Exercise
State the number of lines in the following data that contain the string "format", and nothing else.

Saved entries:
=== Begin Enclosure ===

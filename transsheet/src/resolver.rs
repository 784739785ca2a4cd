//! Choosing the final text of one string from original, human and machine text.
//!
//! | original | human | machine | result                                        |
//! |----------|-------|---------|-----------------------------------------------|
//! | set      | set   | any     | human                                         |
//! | set      | blank | set     | mark + machine when enabled and not risky (or forced), else original |
//! | set      | blank | blank   | original                                      |
//! | blank    | any   | any     | original                                      |

use crate::types::is_blank;

/// Characters that mark machine text as likely to carry format tokens.
///
/// Machine translation tends to mangle embedded placeholders such as `{0}`,
/// `<color>` or `[name]`; text containing any marker falls back to the
/// original unless machine output is forced.
#[derive(Debug, Clone, PartialEq, Eq)]
pub struct RiskPolicy {
    markers: Vec<char>,
}

impl Default for RiskPolicy {
    fn default() -> Self {
        RiskPolicy {
            markers: vec!['{', '<', '['],
        }
    }
}

impl RiskPolicy {
    pub fn new(markers: impl IntoIterator<Item = char>) -> Self {
        RiskPolicy {
            markers: markers.into_iter().collect(),
        }
    }

    pub fn is_risky(&self, text: &str) -> bool {
        text.chars().any(|c| self.markers.contains(&c))
    }
}

/// How machine translation participates in resolution.
#[derive(Debug, Clone, Default, PartialEq, Eq)]
pub struct MachinePolicy {
    /// Use machine text when there is no human translation.
    pub enabled: bool,
    /// Prefix written in front of machine text.
    pub mark: String,
    /// Use machine text even when it looks risky.
    pub force: bool,
    pub risk: RiskPolicy,
}

impl MachinePolicy {
    pub fn new(enabled: bool, mark: impl Into<String>, force: bool) -> Self {
        MachinePolicy {
            enabled,
            mark: mark.into(),
            force,
            risk: RiskPolicy::default(),
        }
    }

    pub fn with_risk(mut self, risk: RiskPolicy) -> Self {
        self.risk = risk;
        self
    }
}

/// Resolves the final text with the default risk policy.
pub fn resolve(
    original: &str,
    human: &str,
    machine: &str,
    use_machine: bool,
    machine_mark: &str,
    force_machine: bool,
) -> String {
    let policy = MachinePolicy::new(use_machine, machine_mark, force_machine);
    resolve_with(original, human, machine, &policy)
}

/// Resolves the final text under an explicit machine policy.
pub fn resolve_with(original: &str, human: &str, machine: &str, policy: &MachinePolicy) -> String {
    let en = !is_blank(original);
    let jp = !is_blank(human);
    let mt = !is_blank(machine);

    match (en, jp, mt) {
        (true, true, _) => human.to_string(),
        (true, false, true) => {
            if !policy.enabled {
                original.to_string()
            } else if policy.risk.is_risky(machine) && !policy.force {
                original.to_string()
            } else {
                format!("{}{}", policy.mark, machine)
            }
        }
        (true, false, false) => original.to_string(),
        (false, _, _) => original.to_string(),
    }
}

=== End Enclosure ===

Task result
2